> WHAT THE EXERCISE ASKS
Each line of the data should be transcribed exactly as given.

= Beginning of Section =

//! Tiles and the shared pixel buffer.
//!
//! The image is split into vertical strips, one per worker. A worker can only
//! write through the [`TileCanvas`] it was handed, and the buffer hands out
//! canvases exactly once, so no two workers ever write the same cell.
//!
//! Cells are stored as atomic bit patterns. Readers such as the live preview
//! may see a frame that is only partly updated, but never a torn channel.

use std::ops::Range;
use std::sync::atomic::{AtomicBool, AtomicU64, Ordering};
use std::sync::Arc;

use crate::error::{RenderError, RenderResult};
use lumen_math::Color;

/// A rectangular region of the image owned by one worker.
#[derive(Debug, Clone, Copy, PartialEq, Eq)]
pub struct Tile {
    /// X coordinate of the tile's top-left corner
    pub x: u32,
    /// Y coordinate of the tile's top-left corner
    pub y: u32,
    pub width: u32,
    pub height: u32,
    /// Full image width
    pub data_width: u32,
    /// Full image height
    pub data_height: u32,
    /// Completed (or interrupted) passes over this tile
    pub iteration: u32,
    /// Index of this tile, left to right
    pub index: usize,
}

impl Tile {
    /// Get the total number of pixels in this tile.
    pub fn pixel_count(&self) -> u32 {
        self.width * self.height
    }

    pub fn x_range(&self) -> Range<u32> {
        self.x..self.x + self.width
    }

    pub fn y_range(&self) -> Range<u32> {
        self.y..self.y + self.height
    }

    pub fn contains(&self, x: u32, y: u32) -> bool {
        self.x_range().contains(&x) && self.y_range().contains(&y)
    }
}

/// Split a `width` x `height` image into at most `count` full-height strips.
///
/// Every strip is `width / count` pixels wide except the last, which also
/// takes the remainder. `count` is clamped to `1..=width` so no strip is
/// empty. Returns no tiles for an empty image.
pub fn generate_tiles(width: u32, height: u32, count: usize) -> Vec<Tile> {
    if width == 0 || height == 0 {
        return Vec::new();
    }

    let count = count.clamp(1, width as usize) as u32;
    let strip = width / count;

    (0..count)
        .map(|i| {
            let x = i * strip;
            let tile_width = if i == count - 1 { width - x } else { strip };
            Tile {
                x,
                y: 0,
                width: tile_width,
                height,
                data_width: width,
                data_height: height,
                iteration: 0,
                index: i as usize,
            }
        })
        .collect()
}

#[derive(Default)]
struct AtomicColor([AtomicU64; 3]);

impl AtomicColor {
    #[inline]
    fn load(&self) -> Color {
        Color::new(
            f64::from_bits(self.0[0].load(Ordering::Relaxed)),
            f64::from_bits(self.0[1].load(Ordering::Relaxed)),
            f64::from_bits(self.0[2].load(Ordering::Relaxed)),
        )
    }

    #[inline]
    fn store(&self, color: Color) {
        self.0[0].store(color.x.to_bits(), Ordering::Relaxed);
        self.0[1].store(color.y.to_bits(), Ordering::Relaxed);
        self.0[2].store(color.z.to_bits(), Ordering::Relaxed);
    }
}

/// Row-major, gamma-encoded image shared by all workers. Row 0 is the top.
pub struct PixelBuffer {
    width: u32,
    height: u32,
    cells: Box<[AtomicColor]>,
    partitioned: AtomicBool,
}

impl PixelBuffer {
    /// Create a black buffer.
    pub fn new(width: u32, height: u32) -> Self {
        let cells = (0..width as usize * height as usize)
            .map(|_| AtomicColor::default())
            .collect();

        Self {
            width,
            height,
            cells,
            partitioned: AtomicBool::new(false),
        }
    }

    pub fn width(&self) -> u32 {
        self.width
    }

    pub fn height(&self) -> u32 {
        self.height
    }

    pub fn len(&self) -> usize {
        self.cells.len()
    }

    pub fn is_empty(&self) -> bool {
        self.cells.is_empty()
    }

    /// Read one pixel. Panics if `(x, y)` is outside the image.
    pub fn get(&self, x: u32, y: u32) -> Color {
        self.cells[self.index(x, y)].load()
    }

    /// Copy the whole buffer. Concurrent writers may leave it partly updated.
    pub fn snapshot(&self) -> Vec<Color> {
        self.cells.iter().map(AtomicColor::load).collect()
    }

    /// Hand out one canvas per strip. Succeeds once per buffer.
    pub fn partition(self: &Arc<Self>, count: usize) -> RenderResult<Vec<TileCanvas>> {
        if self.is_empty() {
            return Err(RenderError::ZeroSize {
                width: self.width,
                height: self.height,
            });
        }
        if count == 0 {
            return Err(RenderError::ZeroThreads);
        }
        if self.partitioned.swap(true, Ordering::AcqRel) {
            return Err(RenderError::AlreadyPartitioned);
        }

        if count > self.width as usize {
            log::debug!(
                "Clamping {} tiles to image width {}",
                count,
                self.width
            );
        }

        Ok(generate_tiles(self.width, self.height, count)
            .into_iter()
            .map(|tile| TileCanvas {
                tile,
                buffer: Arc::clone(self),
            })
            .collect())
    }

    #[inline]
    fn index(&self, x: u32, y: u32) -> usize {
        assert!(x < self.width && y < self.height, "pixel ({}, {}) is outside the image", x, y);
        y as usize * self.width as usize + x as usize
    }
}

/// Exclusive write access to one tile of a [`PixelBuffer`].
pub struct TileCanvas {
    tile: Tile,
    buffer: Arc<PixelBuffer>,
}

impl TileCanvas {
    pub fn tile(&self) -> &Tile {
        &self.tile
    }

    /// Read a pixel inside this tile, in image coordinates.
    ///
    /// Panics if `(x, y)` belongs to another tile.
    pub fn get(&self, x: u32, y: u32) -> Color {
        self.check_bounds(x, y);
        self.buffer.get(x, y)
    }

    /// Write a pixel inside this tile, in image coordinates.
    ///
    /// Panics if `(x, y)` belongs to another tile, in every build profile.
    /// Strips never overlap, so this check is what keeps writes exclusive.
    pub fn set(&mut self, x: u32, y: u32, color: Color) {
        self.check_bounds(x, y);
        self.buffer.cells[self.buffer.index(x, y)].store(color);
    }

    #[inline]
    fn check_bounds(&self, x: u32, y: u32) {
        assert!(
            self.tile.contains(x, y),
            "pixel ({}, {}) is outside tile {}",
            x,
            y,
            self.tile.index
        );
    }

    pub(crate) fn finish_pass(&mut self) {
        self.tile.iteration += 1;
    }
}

= End of Section =

> EXPECTED ANSWER
//! Tiles and the shared pixel buffer.
//!
//! The image is split into vertical strips, one per worker. A worker can only
//! write through the [`TileCanvas`] it was handed, and the buffer hands out
//! canvases exactly once, so no two workers ever write the same cell.
//!
//! Cells are stored as atomic bit patterns. Readers such as the live preview
//! may see a frame that is only partly updated, but never a torn channel.

use std::ops::Range;
use std::sync::atomic::{AtomicBool, AtomicU64, Ordering};
use std::sync::Arc;

use crate::error::{RenderError, RenderResult};
use lumen_math::Color;

/// A rectangular region of the image owned by one worker.
#[derive(Debug, Clone, Copy, PartialEq, Eq)]
pub struct Tile {
    /// X coordinate of the tile's top-left corner
    pub x: u32,
    /// Y coordinate of the tile's top-left corner
    pub y: u32,
    pub width: u32,
    pub height: u32,
    /// Full image width
    pub data_width: u32,
    /// Full image height
    pub data_height: u32,
    /// Completed (or interrupted) passes over this tile
    pub iteration: u32,
    /// Index of this tile, left to right
    pub index: usize,
}

impl Tile {
    /// Get the total number of pixels in this tile.
    pub fn pixel_count(&self) -> u32 {
        self.width * self.height
    }

    pub fn x_range(&self) -> Range<u32> {
        self.x..self.x + self.width
    }

    pub fn y_range(&self) -> Range<u32> {
        self.y..self.y + self.height
    }

    pub fn contains(&self, x: u32, y: u32) -> bool {
        self.x_range().contains(&x) && self.y_range().contains(&y)
    }
}

/// Split a `width` x `height` image into at most `count` full-height strips.
///
/// Every strip is `width / count` pixels wide except the last, which also
/// takes the remainder. `count` is clamped to `1..=width` so no strip is
/// empty. Returns no tiles for an empty image.
pub fn generate_tiles(width: u32, height: u32, count: usize) -> Vec<Tile> {
    if width == 0 || height == 0 {
        return Vec::new();
    }

    let count = count.clamp(1, width as usize) as u32;
    let strip = width / count;

    (0..count)
        .map(|i| {
            let x = i * strip;
            let tile_width = if i == count - 1 { width - x } else { strip };
            Tile {
                x,
                y: 0,
                width: tile_width,
                height,
                data_width: width,
                data_height: height,
                iteration: 0,
                index: i as usize,
            }
        })
        .collect()
}

#[derive(Default)]
struct AtomicColor([AtomicU64; 3]);

impl AtomicColor {
    #[inline]
    fn load(&self) -> Color {
        Color::new(
            f64::from_bits(self.0[0].load(Ordering::Relaxed)),
            f64::from_bits(self.0[1].load(Ordering::Relaxed)),
            f64::from_bits(self.0[2].load(Ordering::Relaxed)),
        )
    }

    #[inline]
    fn store(&self, color: Color) {
        self.0[0].store(color.x.to_bits(), Ordering::Relaxed);
        self.0[1].store(color.y.to_bits(), Ordering::Relaxed);
        self.0[2].store(color.z.to_bits(), Ordering::Relaxed);
    }
}

/// Row-major, gamma-encoded image shared by all workers. Row 0 is the top.
pub struct PixelBuffer {
    width: u32,
    height: u32,
    cells: Box<[AtomicColor]>,
    partitioned: AtomicBool,
}

impl PixelBuffer {
    /// Create a black buffer.
    pub fn new(width: u32, height: u32) -> Self {
        let cells = (0..width as usize * height as usize)
            .map(|_| AtomicColor::default())
            .collect();

        Self {
            width,
            height,
            cells,
            partitioned: AtomicBool::new(false),
        }
    }

    pub fn width(&self) -> u32 {
        self.width
    }

    pub fn height(&self) -> u32 {
        self.height
    }

    pub fn len(&self) -> usize {
        self.cells.len()
    }

    pub fn is_empty(&self) -> bool {
        self.cells.is_empty()
    }

    /// Read one pixel. Panics if `(x, y)` is outside the image.
    pub fn get(&self, x: u32, y: u32) -> Color {
        self.cells[self.index(x, y)].load()
    }

    /// Copy the whole buffer. Concurrent writers may leave it partly updated.
    pub fn snapshot(&self) -> Vec<Color> {
        self.cells.iter().map(AtomicColor::load).collect()
    }

    /// Hand out one canvas per strip. Succeeds once per buffer.
    pub fn partition(self: &Arc<Self>, count: usize) -> RenderResult<Vec<TileCanvas>> {
        if self.is_empty() {
            return Err(RenderError::ZeroSize {
                width: self.width,
                height: self.height,
            });
        }
        if count == 0 {
            return Err(RenderError::ZeroThreads);
        }
        if self.partitioned.swap(true, Ordering::AcqRel) {
            return Err(RenderError::AlreadyPartitioned);
        }

        if count > self.width as usize {
            log::debug!(
                "Clamping {} tiles to image width {}",
                count,
                self.width
            );
        }

        Ok(generate_tiles(self.width, self.height, count)
            .into_iter()
            .map(|tile| TileCanvas {
                tile,
                buffer: Arc::clone(self),
            })
            .collect())
    }

    #[inline]
    fn index(&self, x: u32, y: u32) -> usize {
        assert!(x < self.width && y < self.height, "pixel ({}, {}) is outside the image", x, y);
        y as usize * self.width as usize + x as usize
    }
}

/// Exclusive write access to one tile of a [`PixelBuffer`].
pub struct TileCanvas {
    tile: Tile,
    buffer: Arc<PixelBuffer>,
}

impl TileCanvas {
    pub fn tile(&self) -> &Tile {
        &self.tile
    }

    /// Read a pixel inside this tile, in image coordinates.
    ///
    /// Panics if `(x, y)` belongs to another tile.
    pub fn get(&self, x: u32, y: u32) -> Color {
        self.check_bounds(x, y);
        self.buffer.get(x, y)
    }

    /// Write a pixel inside this tile, in image coordinates.
    ///
    /// Panics if `(x, y)` belongs to another tile, in every build profile.
    /// Strips never overlap, so this check is what keeps writes exclusive.
    pub fn set(&mut self, x: u32, y: u32, color: Color) {
        self.check_bounds(x, y);
        self.buffer.cells[self.buffer.index(x, y)].store(color);
    }

    #[inline]
    fn check_bounds(&self, x: u32, y: u32) {
        assert!(
            self.tile.contains(x, y),
            "pixel ({}, {}) is outside tile {}",
            x,
            y,
            self.tile.index
        );
    }

    pub(crate) fn finish_pass(&mut self) {
        self.tile.iteration += 1;
    }
}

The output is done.